UPSIDE-DOWN WORLD: Pro-Trans Health Care Group Issues Contradictory Stance on ‘Gender-Affirming Care’
Tyler O'Neil /
Imagine the Food and Drug Administration announces a new drug with some known side effects and no proven benefits and says, “We’re not quite sure this is safe for the public. We need to run more tests, but until we learn more, everyone should take it anyway.”
COVID-19 vaccines notwithstanding, the American public would rightly mock such guidance, and the FDA commissioner might find a pink slip when he returns to his desk.
Yet something very similar to this just happened at the American Academy of Pediatrics. The academy bills itself as the top organization for pediatricians in the United States, and it has formally endorsed the idea that children can consent to experimental “transgender” medical treatments that will leave them stunted, scarred, and infertile.
On Thursday, the academy voted to confirm its 2018 policy statement supporting “gender-affirming care,” but it also authorized a “systematic review of the evidence,” in part, to develop an expanded set of guidance for pediatricians.
As The New York Times’ Azeen Ghorayshi reported, this “systematic review of medical research on the treatments” follows “similar efforts in Europe that found uncertain evidence for their effectiveness in adolescents.” Indeed, many European countries have withdrawn their support for childhood gender interventions, embracing a “watchful waiting” approach.
The American Academy of Pediatrics admits that more research is warranted but endorses the experimental “treatments” anyway. In what world does that make sense?
Like so many other pro-transgender organizations, the academy claims that the best evidence supports “gender-affirming care,” the euphemism these activists use to refer to a wide variety of interventions that aim at making girls look like boys and vice versa.
“Gender-affirming care” involves pumping kids with “puberty blockers”—drugs like Lupron, which the FDA has not approved for gender dysphoria (the persistent condition of painfully identifying with the gender that is the opposite one’s biological sex); or “cross-sex hormones” (testosterone for girls, estrogen for boys) that introduce a hormone imbalance, a condition that endocrinologists would otherwise recognize as a disease. (Endocrinologists treat the endocrine system, which uses hormones to control metabolism, reproduction, growth, and more.)
Psychiatrists, endocrinologists, neurologists, and other doctors testified in support of a Florida health agency’s rule preventing Medicaid from funding various forms of “gender-affirming care,” such as “puberty-blockers,” cross-sex hormones, and transgender surgeries.
“Patients suffering from gender dysphoria or related issues have a right to be protected from experimental, potentially harmful treatments lacking reliable, valid, peer-reviewed, published, long-term scientific evidence of safety and effectiveness,” Dr. Paul Hruz, an endocrinology researcher and clinician at Washington University School of Medicine, wrote in a sworn affidavit.

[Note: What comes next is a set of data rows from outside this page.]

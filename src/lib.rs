//! specdocs - Command reference pages from a CLI's `--spec` output
//!
//! specdocs runs a CLI binary with `--spec`, takes the command tree below
//! one root command, and renders a Markdown page per command through
//! templates. It also derives the navigation outline for those pages and
//! can splice it into a site-config document such as `mkdocs.yml` without
//! disturbing the rest of the file.
//!
//! # Architecture
//!
//! The codebase follows a layered architecture:
//!
//! - [`cli`] - Command-line interface layer (parses args, delegates to engine)
//! - [`engine`] - Orchestrates Ingest → Plan → Emit → Splice
//! - [`core`] - Domain types and pure operations: spec tree, classification,
//!   naming, front matter, navigation, splicing, configuration
//! - [`ingest`] - Obtaining spec documents from the external binary
//! - [`render`] - Template environment and page contexts
//! - [`ui`] - User-facing output
//!
//! # Correctness Invariants
//!
//! 1. Command trees are validated on ingestion; sibling names are unique
//! 2. Navigation and page layout are pure functions of the tree
//! 3. Splicing touches only the owned section and is idempotent
//! 4. Files are replaced atomically

pub mod cli;
pub mod core;
pub mod engine;
pub mod ingest;
pub mod render;
pub mod ui;
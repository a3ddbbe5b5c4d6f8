//! cli::commands
//!
//! Command dispatch and handlers.
//!
//! # Architecture
//!
//! Each command handler:
//! 1. Loads configuration and applies command-line overrides
//! 2. Calls the engine to do the work
//! 3. Formats and displays output
//!
//! Running `specdocs` without a subcommand is the generate command.

mod completion;
mod config_cmd;
mod generate;

// Re-export command functions for testing and direct invocation
pub use completion::completion;
pub use config_cmd::{init as config_init, show as config_show};
pub use generate::generate;

use std::path::Path;

use anyhow::{Context as _, Result};

use super::args::{Command, ConfigAction, GenerateArgs};
use crate::core::config::Config;
use crate::engine::Context;
use crate::ui::output::{self, Verbosity};

/// Dispatch a parsed command line to its handler.
pub fn dispatch(command: Option<Command>, generate_args: GenerateArgs, ctx: &Context) -> Result<()> {
    match command {
        None => generate(ctx, &generate_args),
        Some(Command::Completion { shell }) => completion(shell),
        Some(Command::Config { action }) => match action {
            ConfigAction::Show => config_show(ctx),
            ConfigAction::Init { force } => config_init(ctx, force),
        },
    }
}

/// Load configuration for `cwd`, surfacing load warnings.
fn load_config(ctx: &Context, cwd: &Path, verbosity: Verbosity) -> Result<Config> {
    let explicit = ctx.config.as_ref().map(|path| cwd.join(path));
    let loaded = Config::load(explicit.as_deref(), cwd).context("failed to load configuration")?;
    for warning in &loaded.warnings {
        output::warn(
            format!("{} ({})", warning.message, warning.path.display()),
            verbosity,
        );
    }
    if let Some(path) = loaded.config.loaded_from() {
        output::debug(format!("using config {}", path.display()), verbosity);
    }
    Ok(loaded.config)
}
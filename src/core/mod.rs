//! core
//!
//! Core domain types and pure operations for specdocs.
//!
//! # Modules
//!
//! - [`spec`] - Typed command tree: CommandNode, CommandPath, FlagSpec
//! - [`classify`] - Leaf/group classification and partitioning
//! - [`naming`] - Display names and acronym normalization
//! - [`front_matter`] - Page metadata per role
//! - [`nav`] - Navigation outline and its YAML block
//! - [`splice`] - Owned-section replacement in the site-config document
//! - [`paths`] - Centralized page-location routing
//! - [`config`] - Configuration schema and loading
//!
//! # Design Principles
//!
//! - Invalid trees cannot be constructed
//! - Everything here except `config` loading is free of I/O
//! - All derived output is deterministic

pub mod classify;
pub mod config;
pub mod front_matter;
pub mod nav;
pub mod naming;
pub mod paths;
pub mod splice;
pub mod spec;
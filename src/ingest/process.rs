//! ingest::process
//!
//! Spec source backed by the spec-producing binary.
//!
//! Each request is a single blocking run with stdout captured in full; no
//! timeout is applied.

use std::path::{Path, PathBuf};
use std::process::Command;

use serde::de::DeserializeOwned;
use tracing::debug;

use super::traits::{IngestError, SpecSource};
use crate::core::spec::{CliSpec, CommandPath, ExtendedSpec};

/// Runs `<binary> [args...] --spec` and parses stdout as JSON.
#[derive(Debug, Clone)]
pub struct ProcessSpecSource {
    binary: PathBuf,
}

impl ProcessSpecSource {
    /// Create a source for `binary`.
    ///
    /// # Errors
    ///
    /// Returns `IngestError::BinaryNotFound` if the path does not exist.
    pub fn new(binary: impl Into<PathBuf>) -> Result<Self, IngestError> {
        let binary = binary.into();
        if !binary.exists() {
            return Err(IngestError::BinaryNotFound(binary));
        }
        Ok(Self { binary })
    }

    pub fn binary(&self) -> &Path {
        &self.binary
    }

    fn run<T: DeserializeOwned>(&self, args: &[&str]) -> Result<T, IngestError> {
        let command = std::iter::once(self.binary.display().to_string())
            .chain(args.iter().map(|a| a.to_string()))
            .collect::<Vec<_>>()
            .join(" ");
        debug!(%command, "requesting spec");

        let output = Command::new(&self.binary)
            .args(args)
            .output()
            .map_err(|source| IngestError::Spawn {
                command: command.clone(),
                source,
            })?;

        if !output.status.success() {
            return Err(IngestError::NonZeroExit {
                command,
                status: output.status.to_string(),
                stderr: String::from_utf8_lossy(&output.stderr).trim().to_string(),
            });
        }

        debug!(bytes = output.stdout.len(), "spec received");
        serde_json::from_slice(&output.stdout)
            .map_err(|source| IngestError::Malformed { command, source })
    }
}

impl SpecSource for ProcessSpecSource {
    fn full_spec(&self) -> Result<CliSpec, IngestError> {
        self.run(&["--spec"])
    }

    fn extended_spec(&self, root: &CommandPath) -> Result<ExtendedSpec, IngestError> {
        let mut args: Vec<&str> = root.segments().iter().map(String::as_str).collect();
        args.push("--spec");
        self.run(&args)
    }
}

Hruz notes that “there are no long-term, peer-reviewed published, reliable, and valid research studies” documenting the percentage of patients helped or harmed by transgender medical interventions. He also notes that attempts to block puberty followed by cross-sex hormones not only impact fertility but also pose risks such as low bone density, “disfiguring acne, high blood pressure, weight gain, abnormal glucose tolerance, breast cancer, liver disease, thrombosis, and cardiovascular disease.”
Hruz and other doctors argue that the medical interventions often described as “gender-affirming care” are experimental and that the organizations that present standards of care supporting them—the World Professional Association for Transgender Health and the Endocrine Society—represent more a political and advocacy effort than an objective analysis supporting these alleged treatments.
The American Academy of Pediatrics is right to launch a systematic review of the evidence, and it should embrace caution in light of that review. If there is no concrete evidence that these experimental and life-altering drugs will actually help children in the long run, then the academy should stop recommending them until it uncovers the facts.
Otherwise, it is needlessly putting children at risk and encouraging medical malpractice that will lead more “detransitioners” like Chloe Cole to file lawsuits after they realize the harm doctors have done to their bodies in the name of this destructive ideology.